The breach of contract must be serious. A minor or trivial breach is not enough.
Not paying for work done is a useful example of how an employer might seriously breach an employee’s contract. Refusing to pay an employee is a fundamental breach of contract. If payment isn’t made an employee would be justified in resigning and claiming constructive dismissal. It is highly likely that such a claim would succeed.
Breach of contract may be caused by a single incident. It may also happen where there are a series of acts or a course of conduct over time which cumulatively amount to a serious breach of contract.
Most constructive dismissal cases are concerned not with an explicit or express term of the employee’s contract but an implied term of some kind. Implied terms are those that exist in a contract but are not written into the contract.

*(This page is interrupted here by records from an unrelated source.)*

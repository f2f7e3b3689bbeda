//! Transactions bound to one pooled connection.
//!
//! A [`Tx`] owns its [`PooledConnection`] for its whole life, so no other
//! caller can interleave statements. `commit` and `rollback` consume the
//! transaction and hand the connection back to the pool whatever the
//! outcome. A `Tx` dropped while still active (early return, `?`, panic,
//! a cancelled future) goes back to the pool dirty and the pool rolls it
//! back before reuse.

use std::collections::HashMap;

use futures::future::BoxFuture;

use super::cancel::CancelScope;
use super::connection::{QueryResult, RowStream};
use super::error::PgError;
use super::format::{format_query, ToArgs};
use super::pool::{PgPool, PooledConnection};
use super::protocol::TransactionStatus;
use super::retry::RetryPolicy;
use crate::error::{Error, Result};
use crate::scan::{self, FromRow};

#[derive(Debug, Clone, Copy, PartialEq, Eq)]
pub enum TxState {
    Active,
    Committed,
    RolledBack,
}

/// An open transaction.
pub struct Tx {
    conn: PooledConnection,
    state: TxState,
    savepoints: Vec<String>,
    next_savepoint: u32,
    scope: CancelScope,
}

impl Tx {
    /// Issue `BEGIN` on `conn`.
    pub async fn begin(conn: PooledConnection, scope: CancelScope) -> Result<Self> {
        Self::begin_with(conn, "BEGIN", scope).await
    }

    /// Issue a custom begin statement, e.g.
    /// `BEGIN ISOLATION LEVEL SERIALIZABLE`.
    pub async fn begin_with(mut conn: PooledConnection, begin: &str, scope: CancelScope) -> Result<Self> {
        let c = conn.connection()?;
        let key = c.cancel_key();
        scope.run(Some(key), c.execute(begin, &[])).await?;
        Ok(Self {
            conn,
            state: TxState::Active,
            savepoints: Vec::new(),
            next_savepoint: 0,
            scope,
        })
    }

    pub fn state(&self) -> TxState {
        self.state
    }

    /// Number of open savepoints.
    pub fn savepoint_depth(&self) -> usize {
        self.savepoints.len()
    }

    /// Run a query and collect all rows.
    pub async fn query<A: ToArgs + ?Sized>(&mut self, sql: &str, args: &A) -> Result<QueryResult> {
        let conn = self.conn.connection()?;
        let key = conn.cancel_key();
        self.scope
            .run(Some(key), conn.query_with(sql, &args.to_args()))
            .await
    }

    pub async fn query_as<T: FromRow, A: ToArgs + ?Sized>(&mut self, sql: &str, args: &A) -> Result<Vec<T>> {
        let result = self.query(sql, args).await?;
        scan::rows_as(&result.rows)
    }

    /// Exactly one row, else `NoRows` / `TooManyRows`.
    pub async fn query_one<T: FromRow, A: ToArgs + ?Sized>(&mut self, sql: &str, args: &A) -> Result<T> {
        let result = self.query(sql, args).await?;
        scan::exactly_one(&result.rows)
    }

    pub async fn query_opt<T: FromRow, A: ToArgs + ?Sized>(&mut self, sql: &str, args: &A) -> Result<Option<T>> {
        let result = self.query(sql, args).await?;
        scan::at_most_one(&result.rows)
    }

    /// Run a statement; returns the rows it affected (-1 if not applicable).
    pub async fn exec<A: ToArgs + ?Sized>(&mut self, sql: &str, args: &A) -> Result<i64> {
        let conn = self.conn.connection()?;
        let key = conn.cancel_key();
        self.scope
            .run(Some(key), conn.execute_with(sql, &args.to_args()))
            .await
    }

    /// Stream rows without buffering the result. Not subject to the handle's
    /// timeout; drop the stream to abandon the rest.
    pub async fn query_stream<A: ToArgs + ?Sized>(&mut self, sql: &str, args: &A) -> Result<RowStream<'_>> {
        let q = format_query(sql, &args.to_args())?;
        self.conn.connection()?.query_stream(&q.sql, &q.params).await
    }

    // ========================================================================
    // Savepoints
    // ========================================================================

    /// Open a savepoint and return its name.
    pub async fn savepoint(&mut self) -> Result<String> {
        self.next_savepoint += 1;
        let name = format!("pgkit_sp_{}", self.next_savepoint);
        self.exec(&format!("SAVEPOINT {}", name), &()).await?;
        self.savepoints.push(name.clone());
        Ok(name)
    }

    /// Release the innermost savepoint, keeping its changes.
    pub async fn release_savepoint(&mut self) -> Result<()> {
        let name = self.innermost_savepoint()?;
        self.exec(&format!("RELEASE SAVEPOINT {}", name), &()).await?;
        self.savepoints.pop();
        Ok(())
    }

    /// Undo everything since the innermost savepoint and close it.
    pub async fn rollback_to_savepoint(&mut self) -> Result<()> {
        let name = self.innermost_savepoint()?;
        self.exec(&format!("ROLLBACK TO SAVEPOINT {}", name), &())
            .await?;
        self.exec(&format!("RELEASE SAVEPOINT {}", name), &()).await?;
        self.savepoints.pop();
        Ok(())
    }

    fn innermost_savepoint(&self) -> Result<String> {
        self.savepoints
            .last()
            .cloned()
            .ok_or_else(|| Error::Argument("no open savepoint".to_string()))
    }

    /// Run `f` inside a savepoint: released on success, rolled back to on
    /// error. The outer transaction stays usable either way.
    pub async fn nested<T, F>(&mut self, f: F) -> Result<T>
    where
        F: for<'t> FnOnce(&'t mut Tx) -> BoxFuture<'t, Result<T>>,
    {
        self.savepoint().await?;
        let depth = self.savepoints.len();
        match f(self).await {
            Ok(value) => {
                self.unwind_to(depth);
                self.release_savepoint().await?;
                Ok(value)
            }
            Err(e) => {
                self.unwind_to(depth);
                if let Err(re) = self.rollback_to_savepoint().await {
                    tracing::warn!(error = %re, "Failed to roll back to savepoint");
                }
                Err(e)
            }
        }
    }

    /// Forget savepoints the nested body opened and left dangling; releasing
    /// or rolling back to an outer savepoint destroys them on the server.
    fn unwind_to(&mut self, depth: usize) {
        self.savepoints.truncate(depth);
    }

    // ========================================================================
    // Completion
    // ========================================================================

    /// Commit and release the connection.
    ///
    /// Committing a transaction that already failed rolls it back and
    /// returns SQLSTATE `25P02`.
    pub async fn commit(mut self) -> Result<()> {
        let failed = self
            .conn
            .connection()
            .map(|c| c.transaction_status() == TransactionStatus::Failed)
            .unwrap_or(false);
        let res = self.exec("COMMIT", &()).await;
        self.state = if res.is_ok() && !failed {
            TxState::Committed
        } else {
            TxState::RolledBack
        };
        res?;
        if failed {
            return Err(Error::Query(aborted_transaction()));
        }
        Ok(())
    }

    /// Roll back and release the connection.
    pub async fn rollback(mut self) -> Result<()> {
        let res = self.exec("ROLLBACK", &()).await;
        self.state = TxState::RolledBack;
        res.map(drop)
    }

    /// Access the underlying connection.
    pub fn connection(&mut self) -> &mut PooledConnection {
        &mut self.conn
    }
}

impl Drop for Tx {
    fn drop(&mut self) {
        if self.state == TxState::Active {
            tracing::debug!("Transaction dropped while active; connection will be rolled back");
        }
    }
}

fn aborted_transaction() -> PgError {
    let mut fields = HashMap::new();
    fields.insert(b'S', "ERROR".to_string());
    fields.insert(b'C', "25P02".to_string());
    fields.insert(
        b'M',
        "current transaction is aborted, commit rolled back".to_string(),
    );
    PgError::new(fields)
}

/// Run `f` in a transaction on a connection from `pool`.
///
/// Commits when `f` succeeds. On error the transaction is rolled back once;
/// if the error is a serialization failure or deadlock (SQLSTATE class 40)
/// the whole unit of work is retried per `policy`. Anything else is returned
/// immediately.
pub async fn run_in_transaction<T, F>(
    pool: &PgPool,
    scope: &CancelScope,
    policy: &RetryPolicy,
    mut f: F,
) -> Result<T>
where
    F: for<'t> FnMut(&'t mut Tx) -> BoxFuture<'t, Result<T>>,
{
    let mut attempt = 1;
    loop {
        let conn = pool.acquire().await?;
        let mut tx = Tx::begin(conn, scope.clone()).await?;

        let res = match f(&mut tx).await {
            Ok(value) => tx.commit().await.map(|()| value),
            Err(e) => {
                if let Err(re) = tx.rollback().await {
                    tracing::warn!(error = %re, "Rollback failed");
                }
                Err(e)
            }
        };

        match res {
            Err(e) if e.is_retryable_transaction() && policy.should_retry(attempt) => {
                let delay = policy.backoff(attempt);
                tracing::warn!(
                    attempt,
                    delay = ?delay,
                    code = e.sqlstate().unwrap_or_default(),
                    "Transaction conflict, retrying"
                );
                tokio::time::sleep(delay).await;
                attempt += 1;
            }
            other => return other,
        }
    }
}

In constructive dismissal cases the implied term that employees most often rely on is a term which creates an obligation of trust and confidence between the employer and the employee. It is well established that such a term is present in every employment contract.
An employer can break this contractual term by, without reasonable and proper cause, acting in a way calculated or likely to destroy or seriously damage the relationship of trust and confidence between the employer and the employee.
Whether an employee relies on an express or implied term, breach must, as was mentioned earlier, be serious. The legislation that creates the right to claim constructive dismissal, s.95 (2) (c) of the Employment Rights Act 1996, makes this clear. It says that the employer’s conduct must be such that the employee is entitled to leave immediately without giving notice (which contractually the employee is usually required to do).
Put another way the employee is allowed to break his or her contract by not giving notice because the employer has behaved so poorly. Notice may be given by the employee; the employee may want or need to give and work notice for financial reasons. The key question is whether the breach of contract would justify immediate resignation.